John K. Waters, at Law.com, wonders if Ubuntu is the Linux OS for law firms. John says the "distro really shines is on the desktop." Pointing out that security and package updates do not require a subscription support service, Ubuntu also comes with an office productivity suite, integerated email and calendaring applications, note-taking program, browser, photo editor and a media player. John notes that Canonical has many key relationships with vendors that provide valuable business applications like IBM's DB2 database, VMware's VMI and Para-Ops, SugarCRM, and a variety of Sun's Java tools. Along with well known companies using Ubuntu, like Google and Siemens, Dell's decision to sell Ubuntu pre-installed is "the sexiest endorsement of this distro." Read the full article: http://www.law.com/jsp/legaltechnolo...=1179751704065

Matthew Newton, at PC World, describes how the user can try out KDE and Xfce if they installed Ubuntu with a Gnome desktop. Matthew provides instructions on how to install kubuntu-desktop and xubuntu-desktop on an existing Ubuntu installation. Links are provided to Psychocat's Ubuntu Installation Guide as well as Ubuntuguide.org. The Psychocat guide provides an illustrated step-by-stop guide, while ubuntuguide.org is useful for finding troubleshooting advice. Read the full article: http://www.pcworld.com/article/id,13...x/article.html

Wired asks if Ubuntu is for the non-geek computer user. It describes how Linux "costs nothing, and it's also free of corporate control and restrictions on how you can use your media." The security company Panda Software is mentioned sayng there are "300 pieces of malware targeting Linux systems, versus more than 100,000 for Windows machines." Wired provides a list of common applications that the user would be likely use: OpenOffice, Firefox, and Evolution. The Ubuntu Forums is listed as a resource to determine if digital cameras will work and Rhythmbox and gtkpod are provided as alternatives to iTunes. Read the full article: http://www.wired.com/software/coolap.../05/ubuntu_faq

*In The Blogosphere*

The Ubustu Feed has created an install guide for Ubuntu Studio. It provides instructions on how to partition disks and three methods of installation: (1) how to install with the official DVD; (2) how to install without a DVD burner; and (3) how to add Studio to an existing Ubuntu install. The guide uses screenshots and videos to guide the user through the process. Read more at http://www.ubustu.com/globe/ubuntu-s...install-guide/

Grant Robertson, at Download Squad, thinks the attention received by the Dell/Ubuntu relationship has been incredibly positive. The reviews from PC World and Wired are encouraging while lower prices on the same models with Windows Vista should make a difference. The current success of Ubuntu and "just a few more breakaways could catapult Canonical's Feisty Fawn into the annals of history, and the living rooms of many a consumer." Read more at http://www.downloadsquad.com/2007/05...ld-for-ubuntu/

*Developer News*

There is a new way for users to become core developers, those that work on the main and restricted repositories, involving the new MOTU council, to remove the backlog with the Technical Board. With the new procedure, which can be viewed at https://wiki.ubuntu.com/NewDeveloperProcess, the MOTU Council first collects all the information about the prospective core developer and then passes that information on the Technical Board.

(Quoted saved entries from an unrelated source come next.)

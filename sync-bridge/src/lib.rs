//! # sync-bridge
//!
//! Turns a callback-completed asynchronous operation into a blocking call
//! with a deadline.
//!
//! The caller hands over a *launcher*: a closure that starts the work and
//! passes it a [`Completion`]. The bridge blocks the current thread until the
//! work reports an [`Outcome`] or the [`Deadline`] passes, then returns
//! `Ok(value)`, [`BridgeError::Operation`] or [`BridgeError::Timeout`].
//!
//! ## Design
//!
//! - One wait handle per call (mutex + condvar); no global state
//! - First completion wins, later ones are ignored
//! - A captured failure beats a timeout
//! - Timeouts do not cancel anything: the operation keeps running and its
//!   late result is dropped

#![warn(missing_docs)]
#![warn(clippy::all)]

pub mod bridge;
pub mod completion;
pub mod config;
pub mod error;
pub mod launch;
pub mod types;

pub use bridge::{await_completion, await_completion_until, SyncBridge};
pub use completion::Completion;
pub use config::BridgeConfig;
pub use error::{BridgeError, ConfigError};
pub use types::{Deadline, Outcome, DEFAULT_TIMEOUT};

Another change this week in the form of a proposed new mentoring structure for prospective MOTU. The new procedure will help work on documentation for new users and most importantly, team up prospective new MOTUs with existing developers, to help them get over the learning curve. The new procedure can be seen at https://wiki.ubuntu.com/MOTU/NewMentoring and as this is the final call for comments, mail those to the MOTU list at ubuntu-motu@lists.ubuntu.com.

*Meetings and Events*

*Sunday, May 27, 2007*

==== LoCo Team Meeting ====
Start: 14:00End: 15:00Location: #ubuntu-meetingAgenda: https://wiki.ubuntu.com/LoCoTeamMeeting

==== Georgia US LoCo meeting ====
Start: 19:00End: 20:00Location: #ubuntu-georgiaAgenda: https://wiki.ubuntu.com/GeorgiaUSTeam/Meetings

==== Catalan LoCo meeting ====
Start: 20:00End: 21:00Location: #ubuntu-catAgenda: https://wiki.ubuntu.com/CatalanTeam/Reunions

*Tuesday, May 29, 2007*
==== Kernel Team Meeting ====
Start: 15:00End: 16:00Location: IRC channel #ubuntu-meetingAgenda: https://wiki.ubuntu.com/KernelTeam/Meeting

==== Community Council Meeting ====
Start: 21:00End: 23:59Location: IRC channel #ubuntu-meetingAgenda: https://wiki.ubuntu.com/CommunityCouncilAgenda

*Wednesday, May 30, 2007*
==== Edubuntu Meeting ====
Start: 12:00End: 14:00Location: IRC channel #ubuntu-meetingAgenda: https://wiki.edubuntu.org/EdubuntuMeetingAgenda

==== Xubuntu Developers Meeting Meeting ====
Start: 20:00End: 22:00Location: IRC channel #ubuntu-meetingAgenda: https://wiki.ubuntu.com/Xubuntu/Meetings

*Thursday, May 31, 2007*
==== Ubuntu Development Team Meeting ====
Start: 16:00End: 18:00Location: IRC channel #ubuntu-meeting

*Community Spotlight*

*Team of the week: Catalan Team*
On May 15th, Catalan LoCo Team obtained officiality. We worked hard to achieve this, and we are very proud to have been the first Lingual- and Cultural-based Ubuntu LoCo. Moreover, this has also had some impact in Catalan technical media.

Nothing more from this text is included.